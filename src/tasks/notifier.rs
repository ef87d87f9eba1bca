//! Expiry notifier background task

use std::{io::Write, sync::Arc};
use tokio::sync::broadcast::error::RecvError;
use tracing::{info, warn};

use crate::state::AppState;

/// ASCII bell
const BELL: &[u8] = b"\x07";

/// Background task that announces every expiry on the server side, ringing
/// the terminal bell when `bell` is set. Bell failures are ignored.
pub async fn expiry_notifier_task(state: Arc<AppState>, bell: bool) {
    info!("Starting expiry notifier task (bell={})", bell);

    let mut expiry_rx = state.subscribe_expiry();

    loop {
        match expiry_rx.recv().await {
            Ok(event) => {
                info!("Time's up! {}s run {} finished at {}", event.total_seconds, event.run_id, event.expired_at);
                if bell {
                    let mut stdout = std::io::stdout();
                    let _ = stdout.write_all(BELL).and_then(|_| stdout.flush());
                }
            }
            Err(RecvError::Lagged(skipped)) => {
                warn!("Expiry notifier lagged, skipped {} events", skipped);
            }
            Err(RecvError::Closed) => {
                info!("Expiry channel closed, stopping notifier");
                return;
            }
        }
    }
}
//! Countdown timer state machine
//!
//! The timer is idle, running or paused. Expiry is a transient step taken by
//! [`TimerState::tick`]: a run that reaches zero fires one [`ExpiryEvent`] and
//! folds back to idle. Every operation takes the current wall-clock instant so
//! the machine itself never reads a clock.

use chrono::{DateTime, Utc};
use serde::{Deserialize, Serialize};

use crate::{error::TimerError, view};

/// Observable phase of the timer
#[derive(Debug, Clone, Copy, PartialEq, Eq, Serialize, Deserialize)]
#[serde(rename_all = "lowercase")]
pub enum TimerPhase {
    Idle,
    Running,
    Paused,
    Expired,
}

/// One-shot notification emitted when a run reaches zero
#[derive(Debug, Clone, PartialEq, Serialize, Deserialize)]
pub struct ExpiryEvent {
    pub run_id: u64,
    pub total_seconds: u64,
    pub expired_at: DateTime<Utc>,
}

/// Result of recomputing the remaining time
#[derive(Debug, Clone, PartialEq)]
pub enum TickOutcome {
    /// Nothing to count: the timer is idle or paused
    Stopped(TimerPhase),
    /// Still counting down
    Counting { remaining_seconds: f64 },
    /// The run just reached zero; the timer is idle again
    Expired(ExpiryEvent),
}

/// Timer state for the countdown of a single session
#[derive(Debug, Clone, Default)]
pub struct TimerState {
    total_seconds: u64,
    start_time: Option<DateTime<Utc>>,
    paused_time: Option<DateTime<Utc>>,
    remaining_seconds: f64,
    is_running: bool,
    expired_notified: bool,
    run_id: u64,
}

impl TimerState {
    /// Create a new idle timer
    pub fn new() -> Self {
        Self::default()
    }

    pub fn phase(&self) -> TimerPhase {
        if self.is_running {
            TimerPhase::Running
        } else if self.paused_time.is_some() {
            TimerPhase::Paused
        } else {
            TimerPhase::Idle
        }
    }

    pub fn total_seconds(&self) -> u64 {
        self.total_seconds
    }

    pub fn start_time(&self) -> Option<DateTime<Utc>> {
        self.start_time
    }

    pub fn paused_time(&self) -> Option<DateTime<Utc>> {
        self.paused_time
    }

    /// Last computed remaining time
    pub fn remaining_seconds(&self) -> f64 {
        self.remaining_seconds
    }

    pub fn is_running(&self) -> bool {
        self.is_running
    }

    pub fn expired_notified(&self) -> bool {
        self.expired_notified
    }

    pub fn run_id(&self) -> u64 {
        self.run_id
    }

    /// Begin a new run of `duration` seconds, replacing any paused run
    pub fn start(&mut self, duration: u64, now: DateTime<Utc>) -> Result<(), TimerError> {
        if duration == 0 {
            return Err(TimerError::ZeroDuration);
        }
        if self.is_running {
            return Err(TimerError::AlreadyRunning);
        }

        self.total_seconds = duration;
        self.start_time = Some(now);
        self.paused_time = None;
        self.remaining_seconds = duration as f64;
        self.is_running = true;
        self.expired_notified = false;
        self.run_id += 1;
        Ok(())
    }

    pub fn pause(&mut self, now: DateTime<Utc>) -> Result<(), TimerError> {
        if !self.is_running {
            return Err(TimerError::NotRunning);
        }

        self.remaining_seconds = self.remaining_at(now).max(0.0);
        self.is_running = false;
        self.paused_time = Some(now);
        Ok(())
    }

    /// Continue a paused run. The start instant moves forward by the time
    /// spent paused, so the pause does not count against the countdown.
    pub fn resume(&mut self, now: DateTime<Utc>) -> Result<(), TimerError> {
        let paused_at = self.paused_time.ok_or(TimerError::NotPaused)?;
        let started_at = self.start_time.ok_or(TimerError::NotPaused)?;

        self.start_time = Some(started_at + (now - paused_at));
        self.paused_time = None;
        self.is_running = true;
        Ok(())
    }

    /// Abandon the current run
    pub fn cancel(&mut self) -> Result<(), TimerError> {
        if self.phase() == TimerPhase::Idle {
            return Err(TimerError::NotActive);
        }

        self.reset();
        Ok(())
    }

    /// Recompute the remaining time against `now`, expiring the run once it
    /// reaches zero
    pub fn tick(&mut self, now: DateTime<Utc>) -> TickOutcome {
        if !self.is_running {
            return TickOutcome::Stopped(self.phase());
        }

        let remaining = self.remaining_at(now);
        if remaining > 0.0 {
            self.remaining_seconds = remaining;
            return TickOutcome::Counting { remaining_seconds: remaining };
        }

        let event = ExpiryEvent {
            run_id: self.run_id,
            total_seconds: self.total_seconds,
            expired_at: now,
        };
        // Only start() leads to running and it clears the flag, so this is
        // the one expiry of the run
        self.reset();
        self.expired_notified = true;
        TickOutcome::Expired(event)
    }

    /// Remaining time at `now` according to the start instant, without
    /// touching the cache
    pub fn remaining_at(&self, now: DateTime<Utc>) -> f64 {
        match self.start_time {
            Some(started_at) if self.is_running => {
                let elapsed = (now - started_at).num_milliseconds() as f64 / 1000.0;
                self.total_seconds as f64 - elapsed
            }
            _ => self.remaining_seconds,
        }
    }

    /// Read model for the view layer
    pub fn snapshot(&self) -> TimerSnapshot {
        let phase = self.phase();
        let remaining = self.remaining_seconds;
        let shown_phase = if phase == TimerPhase::Idle && self.expired_notified {
            TimerPhase::Expired
        } else {
            phase
        };

        TimerSnapshot {
            phase,
            run_id: self.run_id,
            total_seconds: self.total_seconds,
            remaining_seconds: remaining,
            elapsed_seconds: (self.total_seconds as f64 - remaining).max(0.0),
            progress: view::progress(self.total_seconds, remaining),
            clock: view::format_clock(remaining),
            headline: view::headline(shown_phase, remaining),
            expired_notified: self.expired_notified,
            start_time: self.start_time,
            paused_time: self.paused_time,
            presets_enabled: !self.is_running,
        }
    }

    fn reset(&mut self) {
        self.total_seconds = 0;
        self.start_time = None;
        self.paused_time = None;
        self.remaining_seconds = 0.0;
        self.is_running = false;
    }
}

/// Everything the view layer needs to draw one frame
#[derive(Debug, Clone, PartialEq, Serialize, Deserialize)]
pub struct TimerSnapshot {
    pub phase: TimerPhase,
    pub run_id: u64,
    pub total_seconds: u64,
    pub remaining_seconds: f64,
    pub elapsed_seconds: f64,
    pub progress: f64,
    pub clock: String,
    pub headline: String,
    pub expired_notified: bool,
    pub start_time: Option<DateTime<Utc>>,
    pub paused_time: Option<DateTime<Utc>>,
    pub presets_enabled: bool,
}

□ □ □ □

What is expected
Go to the line in the material above that contains "let event = ExpiryEvent" and copy exactly from there through the line that contains "touching the cache", stopping after it.

Answer to this exercise
        let event = ExpiryEvent {
            run_id: self.run_id,
            total_seconds: self.total_seconds,
            expired_at: now,
        };
        // Only start() leads to running and it clears the flag, so this is
        // the one expiry of the run
        self.reset();
        self.expired_notified = true;
        TickOutcome::Expired(event)
    }

    /// Remaining time at `now` according to the start instant, without
    /// touching the cache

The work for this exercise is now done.